Work order
Scan the entries below for the word "table". Copy each line that has it.

Supplied material
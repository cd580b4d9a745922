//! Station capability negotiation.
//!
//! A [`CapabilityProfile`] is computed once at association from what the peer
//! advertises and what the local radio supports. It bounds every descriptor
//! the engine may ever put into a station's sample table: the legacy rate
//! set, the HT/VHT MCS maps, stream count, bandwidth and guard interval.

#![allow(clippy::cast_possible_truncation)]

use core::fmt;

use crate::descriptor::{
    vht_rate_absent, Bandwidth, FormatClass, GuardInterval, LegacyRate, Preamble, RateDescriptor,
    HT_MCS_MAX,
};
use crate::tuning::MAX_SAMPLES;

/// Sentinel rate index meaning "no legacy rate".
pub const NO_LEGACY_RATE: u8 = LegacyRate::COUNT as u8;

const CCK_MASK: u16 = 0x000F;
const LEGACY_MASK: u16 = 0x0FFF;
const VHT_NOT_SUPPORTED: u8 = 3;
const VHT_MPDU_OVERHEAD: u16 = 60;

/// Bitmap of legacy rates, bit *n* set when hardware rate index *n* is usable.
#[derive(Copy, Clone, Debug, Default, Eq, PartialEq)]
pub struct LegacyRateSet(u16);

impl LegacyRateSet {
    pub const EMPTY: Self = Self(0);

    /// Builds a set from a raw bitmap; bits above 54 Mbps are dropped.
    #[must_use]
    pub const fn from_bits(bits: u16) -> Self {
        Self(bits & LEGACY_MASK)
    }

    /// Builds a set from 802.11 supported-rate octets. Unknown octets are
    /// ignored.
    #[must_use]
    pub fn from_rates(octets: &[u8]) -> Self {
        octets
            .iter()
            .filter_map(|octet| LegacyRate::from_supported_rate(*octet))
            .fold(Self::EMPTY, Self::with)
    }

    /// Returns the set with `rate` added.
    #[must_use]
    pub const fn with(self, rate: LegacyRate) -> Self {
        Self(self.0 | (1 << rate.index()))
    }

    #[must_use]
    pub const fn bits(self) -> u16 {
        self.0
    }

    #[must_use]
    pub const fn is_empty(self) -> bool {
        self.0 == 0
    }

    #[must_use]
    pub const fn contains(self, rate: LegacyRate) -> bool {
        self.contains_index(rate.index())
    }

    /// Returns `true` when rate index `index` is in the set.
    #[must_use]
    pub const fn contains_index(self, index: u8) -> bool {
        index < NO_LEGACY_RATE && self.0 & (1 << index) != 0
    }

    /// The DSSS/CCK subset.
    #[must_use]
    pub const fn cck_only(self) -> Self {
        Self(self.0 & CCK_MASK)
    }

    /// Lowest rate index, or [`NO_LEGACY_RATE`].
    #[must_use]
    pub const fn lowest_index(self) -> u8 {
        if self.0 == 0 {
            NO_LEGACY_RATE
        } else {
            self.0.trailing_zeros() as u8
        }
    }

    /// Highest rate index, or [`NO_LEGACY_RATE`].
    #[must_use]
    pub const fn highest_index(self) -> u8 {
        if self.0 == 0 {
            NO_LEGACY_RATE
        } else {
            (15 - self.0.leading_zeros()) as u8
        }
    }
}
* * *
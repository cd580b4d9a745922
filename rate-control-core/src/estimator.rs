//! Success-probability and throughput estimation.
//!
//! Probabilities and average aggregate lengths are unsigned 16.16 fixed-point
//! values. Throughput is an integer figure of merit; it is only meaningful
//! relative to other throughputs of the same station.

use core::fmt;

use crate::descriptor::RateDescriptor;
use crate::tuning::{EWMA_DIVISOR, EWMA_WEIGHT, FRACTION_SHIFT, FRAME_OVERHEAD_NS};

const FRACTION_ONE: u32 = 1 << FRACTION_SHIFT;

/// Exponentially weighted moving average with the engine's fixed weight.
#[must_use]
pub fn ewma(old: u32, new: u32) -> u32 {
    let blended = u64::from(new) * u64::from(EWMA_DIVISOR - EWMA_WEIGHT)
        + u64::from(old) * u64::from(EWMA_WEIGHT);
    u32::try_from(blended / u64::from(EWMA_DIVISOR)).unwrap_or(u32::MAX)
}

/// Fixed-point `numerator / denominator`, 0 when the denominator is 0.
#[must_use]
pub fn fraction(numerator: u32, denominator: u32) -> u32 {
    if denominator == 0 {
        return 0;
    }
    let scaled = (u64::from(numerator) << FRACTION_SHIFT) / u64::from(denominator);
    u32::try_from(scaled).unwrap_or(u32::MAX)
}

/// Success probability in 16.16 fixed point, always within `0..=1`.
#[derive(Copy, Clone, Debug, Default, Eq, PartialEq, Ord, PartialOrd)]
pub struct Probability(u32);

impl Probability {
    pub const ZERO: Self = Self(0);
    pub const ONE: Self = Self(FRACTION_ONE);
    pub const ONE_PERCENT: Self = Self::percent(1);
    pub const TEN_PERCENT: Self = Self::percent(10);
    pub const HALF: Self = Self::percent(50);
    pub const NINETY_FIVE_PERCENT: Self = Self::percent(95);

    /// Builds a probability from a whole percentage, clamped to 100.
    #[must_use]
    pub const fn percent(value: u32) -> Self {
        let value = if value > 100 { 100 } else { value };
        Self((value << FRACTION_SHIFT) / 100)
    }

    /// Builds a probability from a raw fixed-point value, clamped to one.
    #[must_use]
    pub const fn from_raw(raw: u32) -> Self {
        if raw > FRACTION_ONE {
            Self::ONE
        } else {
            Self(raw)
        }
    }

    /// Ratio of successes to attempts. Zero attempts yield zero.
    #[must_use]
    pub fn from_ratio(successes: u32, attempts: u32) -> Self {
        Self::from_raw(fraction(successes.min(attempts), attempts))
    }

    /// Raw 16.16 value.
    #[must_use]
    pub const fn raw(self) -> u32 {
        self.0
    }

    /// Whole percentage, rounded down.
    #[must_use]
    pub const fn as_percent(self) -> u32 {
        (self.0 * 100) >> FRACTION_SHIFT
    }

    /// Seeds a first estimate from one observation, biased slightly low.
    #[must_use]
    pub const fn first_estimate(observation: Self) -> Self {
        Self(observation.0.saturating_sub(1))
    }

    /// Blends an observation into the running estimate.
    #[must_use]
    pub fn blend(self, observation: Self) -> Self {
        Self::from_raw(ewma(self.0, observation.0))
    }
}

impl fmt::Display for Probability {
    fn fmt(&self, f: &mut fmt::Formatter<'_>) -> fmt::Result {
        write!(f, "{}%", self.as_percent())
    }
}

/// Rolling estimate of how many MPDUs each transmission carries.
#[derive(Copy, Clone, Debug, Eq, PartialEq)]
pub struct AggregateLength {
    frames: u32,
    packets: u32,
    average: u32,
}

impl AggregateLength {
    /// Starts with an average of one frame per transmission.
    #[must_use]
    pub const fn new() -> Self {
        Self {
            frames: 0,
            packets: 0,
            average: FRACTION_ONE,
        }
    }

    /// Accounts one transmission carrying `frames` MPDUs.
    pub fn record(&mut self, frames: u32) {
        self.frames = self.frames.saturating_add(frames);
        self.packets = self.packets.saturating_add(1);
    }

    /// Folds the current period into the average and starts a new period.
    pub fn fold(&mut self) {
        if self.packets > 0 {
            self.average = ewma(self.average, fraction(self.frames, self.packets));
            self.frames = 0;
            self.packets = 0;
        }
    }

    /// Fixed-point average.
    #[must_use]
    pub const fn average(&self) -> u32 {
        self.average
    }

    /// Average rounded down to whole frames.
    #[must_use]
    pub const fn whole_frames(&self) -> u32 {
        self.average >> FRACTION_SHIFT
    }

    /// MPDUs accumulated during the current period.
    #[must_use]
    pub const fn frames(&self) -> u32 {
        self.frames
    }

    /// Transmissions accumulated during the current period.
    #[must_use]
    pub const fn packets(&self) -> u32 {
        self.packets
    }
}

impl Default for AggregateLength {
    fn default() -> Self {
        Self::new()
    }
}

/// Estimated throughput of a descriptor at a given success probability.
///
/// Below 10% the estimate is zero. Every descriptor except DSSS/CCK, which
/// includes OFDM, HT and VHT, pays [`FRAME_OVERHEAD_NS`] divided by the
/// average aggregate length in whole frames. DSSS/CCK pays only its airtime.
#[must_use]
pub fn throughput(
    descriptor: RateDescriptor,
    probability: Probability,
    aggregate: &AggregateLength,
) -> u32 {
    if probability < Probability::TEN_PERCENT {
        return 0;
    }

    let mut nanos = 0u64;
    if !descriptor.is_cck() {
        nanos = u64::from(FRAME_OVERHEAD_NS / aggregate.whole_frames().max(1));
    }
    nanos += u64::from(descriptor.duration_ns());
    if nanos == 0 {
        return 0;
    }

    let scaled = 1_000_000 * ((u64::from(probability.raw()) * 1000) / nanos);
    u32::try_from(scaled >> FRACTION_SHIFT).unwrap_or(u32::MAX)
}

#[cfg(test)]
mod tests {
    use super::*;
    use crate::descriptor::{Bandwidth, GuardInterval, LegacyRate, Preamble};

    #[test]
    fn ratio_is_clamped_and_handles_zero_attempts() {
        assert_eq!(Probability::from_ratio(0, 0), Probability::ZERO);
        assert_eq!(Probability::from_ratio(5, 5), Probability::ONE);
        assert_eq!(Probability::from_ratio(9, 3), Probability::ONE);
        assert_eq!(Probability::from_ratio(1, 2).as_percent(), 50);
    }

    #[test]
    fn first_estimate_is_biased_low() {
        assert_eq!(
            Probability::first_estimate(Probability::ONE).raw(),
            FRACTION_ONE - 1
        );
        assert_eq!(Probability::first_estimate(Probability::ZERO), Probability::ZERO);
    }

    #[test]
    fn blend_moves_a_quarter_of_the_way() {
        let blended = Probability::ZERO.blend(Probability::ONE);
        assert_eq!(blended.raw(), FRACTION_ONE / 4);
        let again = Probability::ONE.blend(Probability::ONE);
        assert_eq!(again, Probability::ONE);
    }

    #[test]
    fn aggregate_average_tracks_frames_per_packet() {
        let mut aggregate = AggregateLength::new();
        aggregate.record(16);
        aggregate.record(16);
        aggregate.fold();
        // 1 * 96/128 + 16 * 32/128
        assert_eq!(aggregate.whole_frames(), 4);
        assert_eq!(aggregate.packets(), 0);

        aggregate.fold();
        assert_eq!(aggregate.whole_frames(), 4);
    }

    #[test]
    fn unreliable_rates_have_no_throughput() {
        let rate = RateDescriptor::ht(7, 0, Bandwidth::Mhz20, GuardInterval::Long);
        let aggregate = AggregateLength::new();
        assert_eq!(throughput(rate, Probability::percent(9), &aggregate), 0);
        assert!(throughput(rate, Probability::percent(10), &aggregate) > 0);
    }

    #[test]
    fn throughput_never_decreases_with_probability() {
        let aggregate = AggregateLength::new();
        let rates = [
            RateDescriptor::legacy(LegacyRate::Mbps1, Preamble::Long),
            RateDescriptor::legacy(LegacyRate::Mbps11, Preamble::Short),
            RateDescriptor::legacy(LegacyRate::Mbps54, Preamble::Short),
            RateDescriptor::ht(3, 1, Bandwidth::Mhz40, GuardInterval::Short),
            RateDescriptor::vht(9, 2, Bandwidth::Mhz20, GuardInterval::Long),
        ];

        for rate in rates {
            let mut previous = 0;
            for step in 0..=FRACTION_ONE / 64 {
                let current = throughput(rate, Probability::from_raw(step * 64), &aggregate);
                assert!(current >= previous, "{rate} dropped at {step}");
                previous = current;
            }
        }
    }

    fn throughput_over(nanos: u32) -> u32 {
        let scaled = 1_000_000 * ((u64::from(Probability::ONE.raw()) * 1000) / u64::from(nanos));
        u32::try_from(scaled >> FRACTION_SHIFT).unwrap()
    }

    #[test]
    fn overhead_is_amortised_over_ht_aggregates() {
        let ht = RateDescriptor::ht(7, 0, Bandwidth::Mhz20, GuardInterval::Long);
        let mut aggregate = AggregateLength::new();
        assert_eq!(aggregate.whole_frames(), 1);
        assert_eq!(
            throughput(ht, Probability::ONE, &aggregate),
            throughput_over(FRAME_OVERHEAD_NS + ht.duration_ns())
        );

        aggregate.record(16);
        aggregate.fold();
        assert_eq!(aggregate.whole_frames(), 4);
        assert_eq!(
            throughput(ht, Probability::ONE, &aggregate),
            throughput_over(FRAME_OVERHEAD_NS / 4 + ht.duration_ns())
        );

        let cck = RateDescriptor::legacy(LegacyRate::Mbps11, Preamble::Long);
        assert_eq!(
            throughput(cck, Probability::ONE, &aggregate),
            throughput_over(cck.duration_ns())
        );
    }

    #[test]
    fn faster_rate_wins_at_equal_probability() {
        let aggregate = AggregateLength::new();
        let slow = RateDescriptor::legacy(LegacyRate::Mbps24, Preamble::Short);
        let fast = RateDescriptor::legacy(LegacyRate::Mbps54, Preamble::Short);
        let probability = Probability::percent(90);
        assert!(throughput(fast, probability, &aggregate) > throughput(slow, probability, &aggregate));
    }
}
==
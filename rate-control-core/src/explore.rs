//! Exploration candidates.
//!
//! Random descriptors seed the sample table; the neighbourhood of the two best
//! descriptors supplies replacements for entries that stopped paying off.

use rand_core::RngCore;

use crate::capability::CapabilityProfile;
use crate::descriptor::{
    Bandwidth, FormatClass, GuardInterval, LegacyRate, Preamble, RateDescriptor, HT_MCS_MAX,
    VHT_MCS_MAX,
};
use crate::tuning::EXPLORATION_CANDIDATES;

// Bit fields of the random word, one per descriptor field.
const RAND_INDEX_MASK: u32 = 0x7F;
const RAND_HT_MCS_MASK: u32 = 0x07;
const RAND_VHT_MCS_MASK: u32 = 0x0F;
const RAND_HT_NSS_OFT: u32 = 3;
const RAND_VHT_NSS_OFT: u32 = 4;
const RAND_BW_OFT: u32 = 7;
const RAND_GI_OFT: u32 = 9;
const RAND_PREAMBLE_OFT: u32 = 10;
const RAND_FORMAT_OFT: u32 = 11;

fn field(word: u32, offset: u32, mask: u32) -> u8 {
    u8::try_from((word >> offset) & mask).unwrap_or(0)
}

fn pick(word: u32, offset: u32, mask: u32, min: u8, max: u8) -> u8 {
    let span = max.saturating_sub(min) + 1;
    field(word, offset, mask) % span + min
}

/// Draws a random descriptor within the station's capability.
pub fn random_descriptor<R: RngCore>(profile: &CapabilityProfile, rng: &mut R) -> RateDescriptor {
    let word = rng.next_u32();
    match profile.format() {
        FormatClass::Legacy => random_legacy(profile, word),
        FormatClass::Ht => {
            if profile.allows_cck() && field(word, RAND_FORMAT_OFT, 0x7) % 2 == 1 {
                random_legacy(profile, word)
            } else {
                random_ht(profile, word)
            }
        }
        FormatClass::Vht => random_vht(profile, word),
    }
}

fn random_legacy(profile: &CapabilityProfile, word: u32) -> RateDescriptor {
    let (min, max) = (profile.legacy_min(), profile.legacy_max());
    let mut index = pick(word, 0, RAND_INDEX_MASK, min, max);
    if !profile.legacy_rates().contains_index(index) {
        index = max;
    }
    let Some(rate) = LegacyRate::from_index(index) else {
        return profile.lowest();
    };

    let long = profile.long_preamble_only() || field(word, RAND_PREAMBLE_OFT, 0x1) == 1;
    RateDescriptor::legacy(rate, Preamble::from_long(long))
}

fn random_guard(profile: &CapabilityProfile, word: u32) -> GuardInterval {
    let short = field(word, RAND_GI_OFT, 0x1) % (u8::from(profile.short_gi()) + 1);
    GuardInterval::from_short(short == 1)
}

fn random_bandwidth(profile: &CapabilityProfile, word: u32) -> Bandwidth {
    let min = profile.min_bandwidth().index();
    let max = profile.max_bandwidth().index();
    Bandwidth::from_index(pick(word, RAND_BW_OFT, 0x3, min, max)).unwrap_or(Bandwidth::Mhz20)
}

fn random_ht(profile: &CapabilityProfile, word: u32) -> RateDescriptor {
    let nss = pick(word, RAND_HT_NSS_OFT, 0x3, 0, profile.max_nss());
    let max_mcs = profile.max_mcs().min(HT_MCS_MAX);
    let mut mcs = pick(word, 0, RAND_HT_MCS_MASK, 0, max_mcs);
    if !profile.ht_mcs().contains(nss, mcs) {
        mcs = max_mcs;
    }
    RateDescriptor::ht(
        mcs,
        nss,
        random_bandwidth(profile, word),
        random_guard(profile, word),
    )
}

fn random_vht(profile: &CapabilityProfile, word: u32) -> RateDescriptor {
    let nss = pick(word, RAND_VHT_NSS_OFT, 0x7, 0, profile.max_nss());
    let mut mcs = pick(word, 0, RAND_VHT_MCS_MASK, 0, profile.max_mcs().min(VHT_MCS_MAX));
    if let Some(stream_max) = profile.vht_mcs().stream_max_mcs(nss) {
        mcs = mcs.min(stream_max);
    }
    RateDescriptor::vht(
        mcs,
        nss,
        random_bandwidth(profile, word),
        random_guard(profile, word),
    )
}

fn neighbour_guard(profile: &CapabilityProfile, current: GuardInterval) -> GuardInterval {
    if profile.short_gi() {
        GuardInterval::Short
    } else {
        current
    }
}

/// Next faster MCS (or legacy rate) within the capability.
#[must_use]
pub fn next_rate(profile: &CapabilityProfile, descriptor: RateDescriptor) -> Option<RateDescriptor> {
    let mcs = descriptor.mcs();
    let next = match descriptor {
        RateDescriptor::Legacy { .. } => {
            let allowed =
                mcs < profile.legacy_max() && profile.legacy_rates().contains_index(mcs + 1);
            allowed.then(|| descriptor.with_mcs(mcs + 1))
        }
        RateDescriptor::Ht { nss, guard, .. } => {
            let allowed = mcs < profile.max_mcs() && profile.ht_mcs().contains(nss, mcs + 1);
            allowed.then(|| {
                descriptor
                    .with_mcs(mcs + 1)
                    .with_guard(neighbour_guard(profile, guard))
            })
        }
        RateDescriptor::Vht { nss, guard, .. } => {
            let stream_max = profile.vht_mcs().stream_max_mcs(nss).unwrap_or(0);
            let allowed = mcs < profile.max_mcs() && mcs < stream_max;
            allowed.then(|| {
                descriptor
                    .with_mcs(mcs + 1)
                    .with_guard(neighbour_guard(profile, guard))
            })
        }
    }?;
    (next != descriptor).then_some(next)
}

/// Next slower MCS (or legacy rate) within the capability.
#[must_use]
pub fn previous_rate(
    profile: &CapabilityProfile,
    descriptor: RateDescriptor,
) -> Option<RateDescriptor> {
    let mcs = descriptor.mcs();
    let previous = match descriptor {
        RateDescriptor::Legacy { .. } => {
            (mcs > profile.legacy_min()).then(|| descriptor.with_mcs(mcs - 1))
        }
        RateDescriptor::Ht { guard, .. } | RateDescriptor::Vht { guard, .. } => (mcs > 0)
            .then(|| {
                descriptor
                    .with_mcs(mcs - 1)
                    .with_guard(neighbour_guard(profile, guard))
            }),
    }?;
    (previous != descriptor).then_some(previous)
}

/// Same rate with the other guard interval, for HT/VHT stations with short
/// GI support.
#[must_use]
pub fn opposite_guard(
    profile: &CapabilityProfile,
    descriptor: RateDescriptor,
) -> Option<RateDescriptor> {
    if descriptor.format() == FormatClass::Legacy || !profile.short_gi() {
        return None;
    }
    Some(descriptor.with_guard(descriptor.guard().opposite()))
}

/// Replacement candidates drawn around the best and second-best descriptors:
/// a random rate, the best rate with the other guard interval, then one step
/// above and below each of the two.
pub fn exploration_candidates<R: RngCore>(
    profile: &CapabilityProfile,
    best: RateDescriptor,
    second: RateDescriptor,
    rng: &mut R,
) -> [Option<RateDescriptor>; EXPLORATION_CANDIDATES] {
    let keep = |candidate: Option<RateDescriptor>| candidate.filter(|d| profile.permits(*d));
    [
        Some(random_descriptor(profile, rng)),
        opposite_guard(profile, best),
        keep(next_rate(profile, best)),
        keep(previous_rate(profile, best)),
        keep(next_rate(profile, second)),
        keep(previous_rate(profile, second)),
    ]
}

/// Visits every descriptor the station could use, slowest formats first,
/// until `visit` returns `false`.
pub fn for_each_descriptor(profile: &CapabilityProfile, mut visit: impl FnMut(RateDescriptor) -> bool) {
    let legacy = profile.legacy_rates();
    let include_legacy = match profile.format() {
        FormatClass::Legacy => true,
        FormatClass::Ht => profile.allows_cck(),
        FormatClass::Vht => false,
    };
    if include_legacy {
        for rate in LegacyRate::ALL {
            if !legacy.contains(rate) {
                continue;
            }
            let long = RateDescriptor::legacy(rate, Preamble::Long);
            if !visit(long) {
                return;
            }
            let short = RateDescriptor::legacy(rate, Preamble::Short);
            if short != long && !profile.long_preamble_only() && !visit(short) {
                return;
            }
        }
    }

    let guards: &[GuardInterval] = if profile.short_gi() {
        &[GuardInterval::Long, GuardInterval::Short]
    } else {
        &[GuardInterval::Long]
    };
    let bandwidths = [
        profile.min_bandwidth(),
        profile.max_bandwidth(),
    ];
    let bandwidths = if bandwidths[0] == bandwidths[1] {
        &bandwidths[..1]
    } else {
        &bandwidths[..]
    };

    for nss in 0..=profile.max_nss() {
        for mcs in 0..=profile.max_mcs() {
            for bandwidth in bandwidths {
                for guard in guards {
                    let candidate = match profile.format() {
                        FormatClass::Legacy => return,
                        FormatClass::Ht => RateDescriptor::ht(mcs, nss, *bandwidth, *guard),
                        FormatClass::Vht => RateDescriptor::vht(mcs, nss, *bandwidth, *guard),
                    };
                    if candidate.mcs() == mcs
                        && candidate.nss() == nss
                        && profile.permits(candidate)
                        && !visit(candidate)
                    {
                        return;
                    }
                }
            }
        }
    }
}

Written response
//! the engine may ever put into a station's sample table: the legacy rate
//! Random descriptors seed the sample table; the neighbourhood of the two best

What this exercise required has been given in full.